A rational man might point this out to Hank, to the police. He might even ask for some help in watching over Gillian, just in case.
But I don’t want to draw attention to Gillian and me. I’ll be on the lookout and take out any wou
ld-be stalkers or anything else that tries to get between me and Gillian.
“Ah well, it’s ancient history I guess.” I lie to Hank, making like I’ve let it go for what it is. Ancient history.
“Maybe just drop me straight home if that’s okay Hank?” I ask, preferring my own wheels from now on.
“What about that dog, and Ms. Parker?” he asks frowning.
I pretend to have forgotten all about them.
“Ah, shoot. I was gonna help her with that house, wasn’t I? Okay, maybe I’ll grab the dog on the way through then I can pick Ms. Parker up myself in my car and we’ll go from there to the house she’s been sitting.”
Hank shrugs. “You’re a good man Xander. The world needs more men like you.”
Ain’t that the truth?
We drive the rest of the way in silence, and I wrestle with another new emotion. Anxiety.
Worry.
Loving someone isn’t all about pleasuring them, sharing intimacy, no.

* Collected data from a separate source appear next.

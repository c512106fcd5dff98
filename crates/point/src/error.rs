// This software is licensed under a dual license model:
//
// GNU Affero General Public License v3 (AGPLv3): You may use, modify, and
// distribute this software under the terms of the AGPLv3.
//
// Elastic License v2 (ELv2): You may also use, modify, and distribute this
// software under the Elastic License v2, which has specific restrictions.
//
// We welcome any commercial collaboration or support. For inquiries
// regarding the licenses, please contact us at:
// vectorchord-inquiry@tensorchord.ai
//
// Copyright (c) 2025 TensorChord Inc.

use std::path::PathBuf;
use thiserror::Error;

/// Syntax errors of the text form `f0,f1,...` of a point.
#[derive(Debug, Clone, PartialEq, Eq, Error)]
pub enum PointSyntaxError {
    #[error("missing `{0}` delimiter")]
    MissingDelimiter(char),
    #[error("`{0}` is not a 32-bit integer")]
    InvalidInteger(String),
    #[error("expected {expected} features, found {actual}")]
    DimensionMismatch { expected: usize, actual: usize },
}

/// Input files that cannot be read or parsed.
#[derive(Debug, Error)]
pub enum DataLoadError {
    #[error("failed to read `{}`", path.display())]
    Io {
        path: PathBuf,
        #[source]
        source: std::io::Error,
    },
    #[error("malformed point at `{}` line {line}", path.display())]
    Malformed {
        path: PathBuf,
        line: usize,
        #[source]
        source: PointSyntaxError,
    },
    #[error("`{}` contains no points", path.display())]
    Empty { path: PathBuf },
    #[error("failed to load partition {partition}")]
    Partition {
        partition: usize,
        #[source]
        source: Box<DataLoadError>,
    },
}

impl DataLoadError {
    pub fn in_partition(self, partition: usize) -> Self {
        Self::Partition {
            partition,
            source: Box::new(self),
        }
    }
}

/// Binary payloads that do not decode to a point vector.
#[derive(Debug, Clone, PartialEq, Eq, Error)]
pub enum SerializationError {
    #[error("payload of {len} bytes is not a whole number of {record_size}-byte records")]
    Truncated { len: usize, record_size: usize },
    #[error("record {index} has negative count {count}")]
    NegativeCount { index: usize, count: i32 },
    #[error("slot {slot} does not fit in a 32-bit field")]
    Overflow { slot: usize },
}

It’s wondering if they’re okay when you’re not around too.
I can’t be with her every second of the day, but knowing there’s a disgruntled lunatic in the area makes me uneasy when it comes to Gillian being alone.
Still, at least I know now.
How could I have missed it though? I guess I have been rather distracted the past few days, once I hooked myself onto Gillian’s scent.
Pulling into the campus police parking lot, I can see Sargent Eames giving me the stink eye through his office shutters.
Hank lifts his belt after stepping out of the car and tipping his hat to some fellow officer’s calling over some words of encouragement for them as we make our way inside.
He motions me inside first, and I stoop to push the little swinging doors separating the police offices from the reception area.
“Pooch is in with Eames,” Hank informs me, my own senses telling me that long before we reach his office door.
“Great god in heaven!” Hank exclaims as we draw closer.
“I think I know which one is Eames’ office,” I remark, covering my mouth.
Eames looks livid. I know he doesn’t like me, but stepping into his office, again, it doesn’t take a detective or professor to read the situation.